▸ **RECORDS FOR THE TASK**
=== Begin Enclosure ===

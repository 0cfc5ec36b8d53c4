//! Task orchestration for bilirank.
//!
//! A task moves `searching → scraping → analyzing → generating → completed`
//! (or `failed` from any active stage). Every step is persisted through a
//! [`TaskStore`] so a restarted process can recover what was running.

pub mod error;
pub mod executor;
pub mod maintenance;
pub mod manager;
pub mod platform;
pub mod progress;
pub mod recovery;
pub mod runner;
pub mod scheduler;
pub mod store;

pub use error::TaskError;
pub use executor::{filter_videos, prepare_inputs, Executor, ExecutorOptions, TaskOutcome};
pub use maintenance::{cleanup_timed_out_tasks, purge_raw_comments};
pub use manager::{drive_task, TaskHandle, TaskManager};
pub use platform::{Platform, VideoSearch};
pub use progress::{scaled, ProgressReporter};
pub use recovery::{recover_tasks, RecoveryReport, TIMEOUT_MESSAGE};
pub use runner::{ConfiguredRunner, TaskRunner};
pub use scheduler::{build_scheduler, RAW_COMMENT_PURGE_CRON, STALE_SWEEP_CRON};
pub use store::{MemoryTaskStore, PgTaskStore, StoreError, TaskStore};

=== End Enclosure ===
=== Begin Enclosure ===

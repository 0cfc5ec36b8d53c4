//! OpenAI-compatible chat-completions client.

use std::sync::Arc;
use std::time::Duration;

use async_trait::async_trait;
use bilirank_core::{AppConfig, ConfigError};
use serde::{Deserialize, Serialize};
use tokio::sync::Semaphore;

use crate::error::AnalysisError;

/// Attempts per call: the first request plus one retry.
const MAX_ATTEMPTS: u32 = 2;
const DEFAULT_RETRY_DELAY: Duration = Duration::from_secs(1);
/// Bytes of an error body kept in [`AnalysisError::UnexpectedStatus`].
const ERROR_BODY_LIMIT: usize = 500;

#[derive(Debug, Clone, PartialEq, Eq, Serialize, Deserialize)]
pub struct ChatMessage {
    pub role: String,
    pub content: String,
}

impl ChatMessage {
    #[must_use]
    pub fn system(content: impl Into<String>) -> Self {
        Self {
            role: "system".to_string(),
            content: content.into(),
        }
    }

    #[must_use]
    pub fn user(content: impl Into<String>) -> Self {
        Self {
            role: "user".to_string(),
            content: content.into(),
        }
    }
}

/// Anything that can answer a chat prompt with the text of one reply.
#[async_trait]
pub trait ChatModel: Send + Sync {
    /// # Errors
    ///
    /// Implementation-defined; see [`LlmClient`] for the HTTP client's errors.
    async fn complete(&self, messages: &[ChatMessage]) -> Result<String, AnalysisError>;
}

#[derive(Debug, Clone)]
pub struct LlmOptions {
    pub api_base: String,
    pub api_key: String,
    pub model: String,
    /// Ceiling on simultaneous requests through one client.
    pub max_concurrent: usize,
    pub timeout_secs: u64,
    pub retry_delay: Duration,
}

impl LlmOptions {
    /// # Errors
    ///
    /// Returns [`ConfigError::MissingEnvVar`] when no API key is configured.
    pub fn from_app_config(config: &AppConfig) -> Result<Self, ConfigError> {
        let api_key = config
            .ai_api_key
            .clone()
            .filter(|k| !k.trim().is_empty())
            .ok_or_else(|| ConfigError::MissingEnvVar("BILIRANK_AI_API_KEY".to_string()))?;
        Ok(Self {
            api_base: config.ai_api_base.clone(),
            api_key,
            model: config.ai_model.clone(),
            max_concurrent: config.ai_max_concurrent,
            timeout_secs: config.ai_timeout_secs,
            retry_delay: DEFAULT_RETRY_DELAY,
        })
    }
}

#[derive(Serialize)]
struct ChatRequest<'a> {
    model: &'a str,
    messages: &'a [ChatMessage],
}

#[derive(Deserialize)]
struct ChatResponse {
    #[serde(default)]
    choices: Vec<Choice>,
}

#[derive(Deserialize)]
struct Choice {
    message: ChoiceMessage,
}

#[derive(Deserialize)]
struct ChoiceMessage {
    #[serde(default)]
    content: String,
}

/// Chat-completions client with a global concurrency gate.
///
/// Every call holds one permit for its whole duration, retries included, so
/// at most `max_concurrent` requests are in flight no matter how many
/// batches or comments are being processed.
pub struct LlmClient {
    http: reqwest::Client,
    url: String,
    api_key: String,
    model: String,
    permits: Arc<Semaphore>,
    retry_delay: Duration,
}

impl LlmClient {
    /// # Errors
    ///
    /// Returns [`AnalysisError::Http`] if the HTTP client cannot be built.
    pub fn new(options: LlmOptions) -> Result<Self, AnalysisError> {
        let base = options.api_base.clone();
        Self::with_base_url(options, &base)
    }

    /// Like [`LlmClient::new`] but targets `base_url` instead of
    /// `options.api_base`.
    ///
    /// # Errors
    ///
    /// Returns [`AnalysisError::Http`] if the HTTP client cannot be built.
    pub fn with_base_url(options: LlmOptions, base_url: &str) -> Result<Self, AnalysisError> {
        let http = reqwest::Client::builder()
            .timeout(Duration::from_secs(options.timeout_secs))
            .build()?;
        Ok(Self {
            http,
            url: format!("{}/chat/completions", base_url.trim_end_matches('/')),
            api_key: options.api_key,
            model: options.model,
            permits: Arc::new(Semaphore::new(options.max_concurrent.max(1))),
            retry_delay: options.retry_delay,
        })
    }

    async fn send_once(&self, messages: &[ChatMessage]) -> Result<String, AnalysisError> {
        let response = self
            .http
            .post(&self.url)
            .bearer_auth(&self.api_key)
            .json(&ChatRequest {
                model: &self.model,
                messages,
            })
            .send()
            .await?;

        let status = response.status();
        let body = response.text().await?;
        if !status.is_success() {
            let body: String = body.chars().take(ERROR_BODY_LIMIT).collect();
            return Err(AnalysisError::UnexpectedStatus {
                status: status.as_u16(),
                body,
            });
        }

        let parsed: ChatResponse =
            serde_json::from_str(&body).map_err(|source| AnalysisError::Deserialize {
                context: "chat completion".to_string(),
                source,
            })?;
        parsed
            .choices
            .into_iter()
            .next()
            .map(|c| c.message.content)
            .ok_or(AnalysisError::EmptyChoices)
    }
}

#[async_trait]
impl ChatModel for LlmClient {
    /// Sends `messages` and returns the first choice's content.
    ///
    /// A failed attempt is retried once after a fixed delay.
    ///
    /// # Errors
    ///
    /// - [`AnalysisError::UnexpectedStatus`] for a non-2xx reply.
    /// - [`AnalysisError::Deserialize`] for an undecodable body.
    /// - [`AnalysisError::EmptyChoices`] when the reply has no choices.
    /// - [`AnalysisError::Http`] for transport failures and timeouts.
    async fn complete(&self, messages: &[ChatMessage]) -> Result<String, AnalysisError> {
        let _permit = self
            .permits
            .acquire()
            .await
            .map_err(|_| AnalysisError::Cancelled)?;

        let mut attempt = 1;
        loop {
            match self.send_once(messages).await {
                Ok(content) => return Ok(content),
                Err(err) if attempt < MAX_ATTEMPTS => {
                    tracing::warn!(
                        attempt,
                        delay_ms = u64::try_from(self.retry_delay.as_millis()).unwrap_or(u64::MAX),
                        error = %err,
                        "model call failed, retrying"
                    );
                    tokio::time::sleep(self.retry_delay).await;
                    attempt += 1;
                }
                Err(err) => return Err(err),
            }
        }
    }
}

=== End Enclosure ===

▸ **TASK DIRECTIONS**
Work out how many lines in the data contain "platform" and state that number with nothing added.

▸ **SOLUTION FOR THIS EXERCISE**
2